In today’s fast-changing world of communications and digital systems, we are
witnessing the spread of what has come to be known as “fake news”. This
calls for reflection, which is why I have decided to return in this World
Communications Day Message to the issue of truth, which was raised time and
time again by my predecessors, beginning with Pope Paul VI, whose 1972 Message took
as its theme: “Social Communications at the Service of Truth”.
In this way, I would like to contribute to our shared commitment to
stemming the spread of fake news and to rediscovering the dignity of journalism
and the personal responsibility of journalists to communicate the truth.
1. What is “fake” about fake news?
The
term “fake news” has been the object of great discussion and debate. In
general, it refers to the spreading of disinformation on line or in
the traditional media. It has to do with false information based on
non-existent or distorted data meant to deceive and manipulate the reader.

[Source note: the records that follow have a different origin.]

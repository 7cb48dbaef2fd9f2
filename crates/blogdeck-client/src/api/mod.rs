//! API endpoint implementations.

mod articles;
mod captcha;
mod categories;
mod comments;
mod dashboard;
mod settings;
mod tags;
mod uploads;
mod users;
mod weather;

pub use articles::ArticlesApi;
pub use captcha::CaptchaApi;
pub use categories::CategoriesApi;
pub use comments::CommentsApi;
pub use dashboard::DashboardApi;
pub use settings::SettingsApi;
pub use tags::TagsApi;
pub use uploads::{UploadKind, UploadsApi};
pub use users::UsersApi;
pub use weather::WeatherApi;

Spreading fake news can serve to advance specific goals, influence
political decisions, and serve economic interests.
The
effectiveness of fake news is primarily due to its ability to mimic real
news, to seem plausible. Secondly, this false but believable news is
“captious”, inasmuch as it grasps people’s attention by appealing to
stereotypes and common social prejudices, and exploiting instantaneous emotions
like anxiety, contempt, anger and frustration. The ability to spread such fake
news often relies on a manipulative use of the social networks and the way they
function. Untrue stories can spread so quickly that even authoritative
denials fail to contain the damage.
The
difficulty of unmasking and eliminating fake news is due also to the fact that
many people interact in homogeneous digital environments impervious to
differing perspectives and opinions. Disinformation thus
thrives on the absence of healthy confrontation with other sources of
information that could effectively challenge prejudices and generate
constructive dialogue; instead, it risks turning people into unwilling
accomplices in spreading biased and baseless ideas. The tragedy of
disinformation is that it discredits others, presenting them as enemies, to the
point of demonizing them and fomenting conflict. Fake news is a sign of
intolerant and hypersensitive attitudes, and leads only to the spread of
arrogance and hatred. That is the end result of untruth.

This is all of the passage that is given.